What seems to drive so-called “public health” is the determination to relay simple messages repeatedly so they become “established fact” – things that “everybody knows”. The way in which they make claims about alcohol as a cause of cancer, and how that gets reported in the press is a case in point. The evidence of a link between drinking beverage alcohol and most cancers is extremely weak. Even where such a link has been established the numbers are usually vanishingly small. Here are some examples:
In England and Wales in 2014 there were 6,754 deaths from cancer of the oesophagus, of which just 26 – 0.4% – were recorded as having been caused by drinking alcohol. The biggest link between alcohol and cancer is in relation to liver cancer, but it is still extremely rare. There were 4,442 liver cancer deaths in 2014 of which 439 were alcohol-related – 9.9%. (Source: Office for National Statistics data).
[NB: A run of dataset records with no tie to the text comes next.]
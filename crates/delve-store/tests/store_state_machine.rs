//! Stateful property testing for FactStore ingestion and lookup.
//!
//! A plain vector of facts and links serves as the reference model; after
//! every transition the indexed lookups and stats must agree with a linear
//! scan of the model.

use std::collections::HashSet;

use proptest::prelude::*;
use proptest_state_machine::{ReferenceStateMachine, StateMachineTest, prop_state_machine};

use delve_store::{Atom, Fact, FactStore, Link};

const ENTITIES: &[&str] = &["post:1", "post:2", "user:a", "user:b"];
const ATTRIBUTES: &[&str] = &["views", "title", "type", "score"];
const LABELS: &[&str] = &["FOLLOWS", "WROTE"];

/// Operations that can be performed on the store.
#[derive(Debug, Clone)]
pub enum StoreOperation {
    /// Append a single fact.
    AddFact(Fact),
    /// Append a batch of facts, possibly with duplicates.
    AddFacts(Vec<Fact>),
    /// Append a link.
    AddLink(Link),
}

/// Reference model: everything ever appended, in order.
#[derive(Clone, Debug, Default)]
pub struct StoreModel {
    pub facts: Vec<Fact>,
    pub links: Vec<Link>,
}

fn atom_strategy() -> impl Strategy<Value = Atom> {
    prop_oneof![
        (0i64..50).prop_map(Atom::from),
        "[a-c]{1,2}".prop_map(Atom::from),
        any::<bool>().prop_map(Atom::from),
        Just(Atom::Null),
    ]
}

fn fact_strategy() -> impl Strategy<Value = Fact> {
    (
        proptest::sample::select(ENTITIES),
        proptest::sample::select(ATTRIBUTES),
        atom_strategy(),
    )
        .prop_map(|(entity, attribute, value)| Fact::new(entity, attribute, value))
}

impl ReferenceStateMachine for StoreModel {
    type State = Self;
    type Transition = StoreOperation;

    fn init_state() -> BoxedStrategy<Self::State> {
        Just(Self::default()).boxed()
    }

    fn transitions(_state: &Self::State) -> BoxedStrategy<Self::Transition> {
        prop_oneof![
            4 => fact_strategy().prop_map(StoreOperation::AddFact),
            2 => prop::collection::vec(fact_strategy(), 0..6).prop_map(StoreOperation::AddFacts),
            2 => (
                proptest::sample::select(ENTITIES),
                proptest::sample::select(LABELS),
                proptest::sample::select(ENTITIES),
            )
                .prop_map(|(s, l, t)| StoreOperation::AddLink(Link::new(s, l, t))),
        ]
        .boxed()
    }

    fn apply(mut state: Self::State, transition: &Self::Transition) -> Self::State {
        match transition {
            StoreOperation::AddFact(fact) => state.facts.push(fact.clone()),
            StoreOperation::AddFacts(facts) => state.facts.extend(facts.iter().cloned()),
            StoreOperation::AddLink(link) => state.links.push(link.clone()),
        }
        state
    }
}

pub struct StoreHarness;

impl StateMachineTest for StoreHarness {
    type SystemUnderTest = FactStore;
    type Reference = StoreModel;

    fn init_test(
        _ref_state: &<Self::Reference as ReferenceStateMachine>::State,
    ) -> Self::SystemUnderTest {
        FactStore::new()
    }

    fn apply(
        mut state: Self::SystemUnderTest,
        _ref_state: &<Self::Reference as ReferenceStateMachine>::State,
        transition: <Self::Reference as ReferenceStateMachine>::Transition,
    ) -> Self::SystemUnderTest {
        match transition {
            StoreOperation::AddFact(fact) => state.add_fact(fact),
            StoreOperation::AddFacts(facts) => state.add_facts(facts),
            StoreOperation::AddLink(link) => state.add_link(link),
        }
        state
    }

    fn check_invariants(
        state: &Self::SystemUnderTest,
        ref_state: &<Self::Reference as ReferenceStateMachine>::State,
    ) {
        // Insertion order is preserved, duplicates included
        assert_eq!(state.facts(), ref_state.facts.as_slice());
        assert_eq!(state.links(), ref_state.links.as_slice());

        for entity in ENTITIES {
            let expected: Vec<&Fact> = ref_state
                .facts
                .iter()
                .filter(|f| f.entity == *entity)
                .collect();
            assert_eq!(state.facts_by_entity(entity), expected);
        }

        for attribute in ATTRIBUTES {
            let expected: Vec<&Fact> = ref_state
                .facts
                .iter()
                .filter(|f| f.attribute == *attribute)
                .collect();
            assert_eq!(state.facts_by_attribute(attribute), expected);

            for fact in &expected {
                let by_value = state.facts_by_value(attribute, &fact.value);
                assert!(by_value.iter().all(|f| f.value.canonical() == fact.value.canonical()));
                assert!(!by_value.is_empty());
            }

            let entry = state.catalog_entry(attribute);
            assert_eq!(entry.map(|e| e.fact_count).unwrap_or(0), expected.len());
        }

        let stats = state.stats();
        let mut entities: HashSet<&str> =
            ref_state.facts.iter().map(|f| f.entity.as_str()).collect();
        for link in &ref_state.links {
            entities.insert(&link.source);
            entities.insert(&link.target);
        }
        let attributes: HashSet<&str> = ref_state
            .facts
            .iter()
            .map(|f| f.attribute.as_str())
            .collect();
        assert_eq!(stats.fact_count, ref_state.facts.len());
        assert_eq!(stats.link_count, ref_state.links.len());
        assert_eq!(stats.entity_count, entities.len());
        assert_eq!(stats.attribute_count, attributes.len());
    }
}

prop_state_machine! {
    #![proptest_config(ProptestConfig {
        cases: 64,
        max_shrink_iters: 2000,
        ..ProptestConfig::default()
    })]

    #[test]
    fn store_state_machine_test(sequential 1..40 => StoreHarness);
}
The public often confuses alcohol-related liver cancer with alcoholic liver disease. The two are not the same. Alcoholic liver disease accounts for about 65% of deaths caused by excessive alcohol consumption. Contrary to what sensationalist headlines in the Guardian and the Telegraph said recently, in which it was claimed such deaths would “soar” in the next five years, the reality over the past five years is deaths from diseases caused by alcohol are stable. In 2011, there were 8,748 such deaths and in 2015, 8,758. The average is 8,597 per year. (Source: Office for National Statistics data).
If 65% of these deaths arise are from alcoholic liver disease, then that is about 5,588 deaths per year. Each of these deaths is an avoidable tragedy. But most of them were in men (65%); most were people aged 55 to 65 years old, and the average level of consumption was 200 units of alcohol per week – the equivalent of a bottle of scotch a day. So, the picture that emerges is one of a discrete group of alcoholics who are drinking vast quantities of alcohol over many years and dying prematurely. It is only when you understand these sorts of specifics you realise that whole population measures such as minimum pricing will not impact on the delinquent drinking behaviour of this minority of consumers.
Talking of delinquent behaviour – the latest drink-driving statistics have just been released. According to the Department for Transport (DfT) there were 1,170 serious injuries or fatalities in 2015 as a result of drink-driving. This is up from 1,070 in 2014 – an increase of 9.3%. But if you separate deaths from drink-driving from the combined figure they fell by 17% from 240 to 200. Confusingly the DfT defined the increase of 9.9% in the combined figure as statistically significant, but the decrease of 17% in fatalities as statistically insignificant, merely representing the “continuation of a period of stability”.
Predictably, campaigners are calling for a reduction in the drink-drive limit to bring England and Wales in line with Scotland, where the measure has had a devastating effect on pub businesses. The problem is not so much a dearth of accurate information, but the way in which lobby and research groups frame the dissemination of information and how it gets picked up and used in the media.